Nesse viés, tal conjuntura se deve ao fato de como a inteligência artificial é aplicada e ultilizada pela população. Nesse sentido, com o passar dos anos, o aprimoramento das tecnologias desde a era da revolução industrial, fez com que a nação precisasse se adaptar às mudanças e assim incorporar em suas vidas o uso da tecnologia, como aparelhos digitais (celulares, computadores, notebooks, etc) e re recursos de comunicação (redes sociais). Assim, de acordo com o jornal da USP a população brasileira passa em média 56% do dia em frente às telas de smartphones e computadores, fator que leva muitos indivíduos a acessarem aplicativos que utilizam a I.A como ferramenta para ajudar pessoas sobre diversas coisas (conhecimento, atividades escolares, etc). Sendo assim, a I.A possui acesso aos dados das pessoas, fator que torna-se prejudicial quando dados são vazados, interferindo no sigilo de dados pessoais ou de instituições e empresas. Segundo o G1, as IAs se tornaram ameaças para o setor empresarial no vazamento de dados e exposição de dados sigilosos causando diversos prejuízos.

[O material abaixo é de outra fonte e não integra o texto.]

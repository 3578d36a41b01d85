use serde::{Deserialize, Serialize};
use std::fmt;
use std::fmt::Formatter;

pub mod config;
pub mod errors;
pub mod point;
pub mod trip;

// Ids are handed out by the store, starting at 1. They are only unique within one batch, since a
// reset starts counting from 1 again.
#[derive(Debug, Clone, Copy, Hash, Eq, PartialEq, Ord, PartialOrd, Serialize, Deserialize)]
#[serde(transparent)]
pub struct TripId(pub u32);

impl fmt::Display for TripId {
    fn fmt(&self, f: &mut Formatter<'_>) -> fmt::Result {
        write!(f, "{}", self.0)
    }
}

#[derive(Debug, Clone, Copy, Hash, Eq, PartialEq, Ord, PartialOrd, Serialize, Deserialize)]
#[serde(transparent)]
pub struct RegionId(pub u32);

impl fmt::Display for RegionId {
    fn fmt(&self, f: &mut Formatter<'_>) -> fmt::Result {
        write!(f, "{}", self.0)
    }
}

#[derive(Debug, Clone, Copy, Hash, Eq, PartialEq, Ord, PartialOrd, Serialize, Deserialize)]
#[serde(transparent)]
pub struct DataSourceId(pub u32);

impl fmt::Display for DataSourceId {
    fn fmt(&self, f: &mut Formatter<'_>) -> fmt::Result {
        write!(f, "{}", self.0)
    }
}
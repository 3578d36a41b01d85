use indicatif::{MultiProgress, ProgressBar, ProgressStyle};
use indicatif_log_bridge::LogWrapper;
use log::{info, LevelFilter, SetLoggerError};
use std::sync::OnceLock;
use std::time::{Duration, Instant};

static MULTI: OnceLock<MultiProgress> = OnceLock::new();


pub fn init(log_level: LevelFilter) -> Result<(), SetLoggerError> {
    let logger = env_logger::builder()
        .filter_level(log_level)
        .parse_default_env() // Allow overriding log level through RUST_LOG env var
        .build();
    let max_level = logger.filter();

    let multi = MULTI.get_or_init(MultiProgress::new).clone();

    LogWrapper::new(multi, logger).try_init()?;
    log::set_max_level(max_level);

    Ok(())
}


pub fn run_with_spinner<'a, F, Out>(
    target: &'a str, task_desc: &'a str, function: F,
) -> Out where
    F: FnOnce() -> Out,
{
    let start_time = Instant::now();

    let pb = ProgressBar::new_spinner()
        .with_message(format!("{}...", task_desc))
        .with_style(
            ProgressStyle::with_template("{spinner:.white} [{elapsed:.green}] {msg}")
                .unwrap_or_else(|_| ProgressStyle::default_spinner())
        );
    pb.enable_steady_tick(Duration::from_millis(100));

    // Set up connection with log library so that progress bars don't jump around
    let pb = attach(pb);

    let out = function();

    detach(&pb);
    let elapsed = indicatif::HumanDuration(start_time.elapsed());
    info!(target: target, "{} finished (took {})", task_desc, elapsed);

    out
}

pub fn run_with_pb<'a, F, Out>(
    target: &'a str, task_desc: &'a str, total: u64, print_message: bool, function: F,
) -> Out where
    F: FnOnce(ProgressBar) -> Out,
{
    let start_time = Instant::now();

    let pb = ProgressBar::new(total)
        .with_message(format!("{}...", task_desc))
        .with_style(
            ProgressStyle::with_template("[{elapsed:.green}] {msg} [{wide_bar:.cyan/blue}] {human_pos}/{human_len} [{eta}]")
                .map(|style| style.progress_chars("=> "))
                .unwrap_or_else(|_| ProgressStyle::default_bar())
        );
    pb.enable_steady_tick(Duration::from_secs(1));

    let pb = attach(pb);

    let out = function(pb.clone());

    detach(&pb);
    if print_message {
        let elapsed = indicatif::HumanDuration(start_time.elapsed());
        info!(target: target, "{} finished (took {})", task_desc, elapsed);
    }

    out
}

// Without an initialized logger (e.g. in tests) bars are drawn on their own
fn attach(pb: ProgressBar) -> ProgressBar {
    match MULTI.get() {
        Some(multi) => multi.add(pb),
        None => pb,
    }
}

fn detach(pb: &ProgressBar) {
    pb.finish_and_clear();
    if let Some(multi) = MULTI.get() {
        multi.remove(pb);
    }
}
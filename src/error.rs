//! 应用程序错误类型
//!
//! 错误分类：
//! - `DocumentError` - 文档（PDF 表单）读写错误
//! - `GenerationError` - 数据生成服务错误
//! - `FillError` - 表单填充错误（含必填字段缺失）
//! - `ProcessError` - 子进程管理错误
//! - `BrowserError` - 浏览器自动化错误
//! - `EmailError` - 邮件发送错误
//! - `ConfigError` - 配置加载错误
//!
//! 生成服务的瞬时错误（超时等）在 `DataGenerator` 内部重试并兜底，
//! 不会越过生成器边界；其余错误都会中止当前工作流步骤。

use thiserror::Error;

/// 应用程序错误类型
#[derive(Debug, Error)]
pub enum AppError {
    /// 文档相关错误
    #[error("文档错误: {0}")]
    Document(#[from] DocumentError),
    /// 数据生成服务错误
    #[error("数据生成错误: {0}")]
    Generation(#[from] GenerationError),
    /// 表单填充错误
    #[error("填充错误: {0}")]
    Fill(#[from] FillError),
    /// 子进程管理错误
    #[error("进程错误: {0}")]
    Process(#[from] ProcessError),
    /// 未知的运行记录标识
    #[error("未找到运行记录: pid={0}")]
    NotFound(u32),
    /// 浏览器相关错误
    #[error("浏览器错误: {0}")]
    Browser(#[from] BrowserError),
    /// 邮件发送错误
    #[error("邮件错误: {0}")]
    Email(#[from] EmailError),
    /// 配置错误
    #[error("配置错误: {0}")]
    Config(#[from] ConfigError),
    /// 其他错误（用于包装第三方库错误）
    #[error("错误: {0}")]
    Other(String),
}

/// 文档（PDF 表单）读写错误
#[derive(Debug, Error)]
pub enum DocumentError {
    /// 文档无法读取
    #[error("无法读取文档 ({path}): {source}")]
    Unreadable {
        path: String,
        #[source]
        source: lopdf::Error,
    },
    /// 文档结构损坏（部分字段不可读也按整体损坏处理）
    #[error("文档损坏 ({path}): {detail}")]
    Corrupt { path: String, detail: String },
    /// 文档不含可填写的表单
    #[error("文档不含可填写表单: {path}")]
    NoForm { path: String },
    /// 获取源文档失败（下载或本地读取）
    #[error("获取源文档失败 ({path}): {detail}")]
    FetchFailed { path: String, detail: String },
    /// 写入字段失败
    #[error("写入字段 '{name}' 失败: {detail}")]
    WriteFailed { name: String, detail: String },
}

/// 数据生成服务错误
#[derive(Debug, Error)]
pub enum GenerationError {
    /// 生成服务调用失败（已耗尽重试）
    #[error("生成服务调用失败 (已尝试 {attempts} 次): {detail}")]
    ServiceFailed { attempts: usize, detail: String },
    /// 响应无法解析为字段值表
    #[error("生成服务响应无法解析: {detail}")]
    MalformedResponse { detail: String },
    /// 返回内容为空
    #[error("生成服务返回内容为空")]
    EmptyResponse,
}

/// 表单填充错误
#[derive(Debug, Error)]
pub enum FillError {
    /// 必填字段未获得有效值
    #[error("必填字段未获得有效值: {}", .missing.join(", "))]
    Incomplete { missing: Vec<String> },
}

/// 子进程管理错误
#[derive(Debug, Error)]
pub enum ProcessError {
    /// 启动子进程失败
    #[error("启动子进程失败: {source}")]
    SpawnFailed {
        #[source]
        source: std::io::Error,
    },
    /// 子进程没有返回 PID
    #[error("无法获取子进程 PID")]
    PidUnavailable,
    /// 发送终止信号失败
    #[error("终止进程 {pid} 失败: {source}")]
    SignalFailed {
        pid: u32,
        #[source]
        source: std::io::Error,
    },
    /// 日志文件操作失败
    #[error("运行日志文件操作失败 ({path}): {source}")]
    LogFileFailed {
        path: String,
        #[source]
        source: std::io::Error,
    },
}

/// 浏览器自动化错误
#[derive(Debug, Error)]
pub enum BrowserError {
    /// 连接浏览器失败
    #[error("无法连接到浏览器 (端口: {port}): {detail}")]
    ConnectionFailed { port: u16, detail: String },
    /// 启动浏览器失败
    #[error("启动浏览器失败: {detail}")]
    LaunchFailed { detail: String },
    /// 导航失败
    #[error("导航到 {url} 失败: {detail}")]
    NavigationFailed { url: String, detail: String },
    /// 单个页面动作失败
    #[error("浏览器动作 '{action}' 失败: {detail}")]
    ActionFailed { action: String, detail: String },
}

/// 邮件发送错误
#[derive(Debug, Error)]
pub enum EmailError {
    /// 构建邮件失败（地址或附件无效）
    #[error("构建邮件失败: {detail}")]
    BuildFailed { detail: String },
    /// SMTP 发送失败
    #[error("发送邮件失败: {detail}")]
    SendFailed { detail: String },
}

/// 配置加载错误
#[derive(Debug, Error)]
pub enum ConfigError {
    /// 读取配置文件失败
    #[error("无法读取配置文件 ({path}): {source}")]
    ReadFailed {
        path: String,
        #[source]
        source: std::io::Error,
    },
    /// 配置文件解析失败
    #[error("配置文件解析失败 ({path}): {source}")]
    ParseFailed {
        path: String,
        #[source]
        source: toml::de::Error,
    },
}

// ========== 从常见错误类型转换 ==========

impl From<chromiumoxide::error::CdpError> for AppError {
    fn from(err: chromiumoxide::error::CdpError) -> Self {
        AppError::Browser(BrowserError::ActionFailed {
            action: "cdp".to_string(),
            detail: err.to_string(),
        })
    }
}

impl From<serde_json::Error> for AppError {
    fn from(err: serde_json::Error) -> Self {
        AppError::Other(format!("JSON 解析失败: {}", err))
    }
}

// ========== 便捷构造函数 ==========

impl AppError {
    /// 包装任意错误信息
    pub fn other(msg: impl Into<String>) -> Self {
        AppError::Other(msg.into())
    }

    /// 创建文档损坏错误
    pub fn document_corrupt(path: impl Into<String>, detail: impl Into<String>) -> Self {
        AppError::Document(DocumentError::Corrupt {
            path: path.into(),
            detail: detail.into(),
        })
    }

    /// 创建浏览器动作失败错误
    pub fn browser_action_failed(action: impl Into<String>, detail: impl Into<String>) -> Self {
        AppError::Browser(BrowserError::ActionFailed {
            action: action.into(),
            detail: detail.into(),
        })
    }
}

// ========== Result 类型别名 ==========

/// 应用程序结果类型
pub type Result<T, E = AppError> = std::result::Result<T, E>;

Portanto, medidas são necessárias para mitigar o impasse. Assim, espera-se que os órgãos governamentais dos países analisem sobre a situação de proteção de dados e garantia dos direitos de seus cidadãos em relação ao vazamento de dados e impasses éticos para evitar maiores prejuízos, além de buscar melhor esclarecimento sobre os limites das IAs. Espera-se, com essas medidas que os impasses éticos e morais do uso de Inteligência Artificial sejam contidos.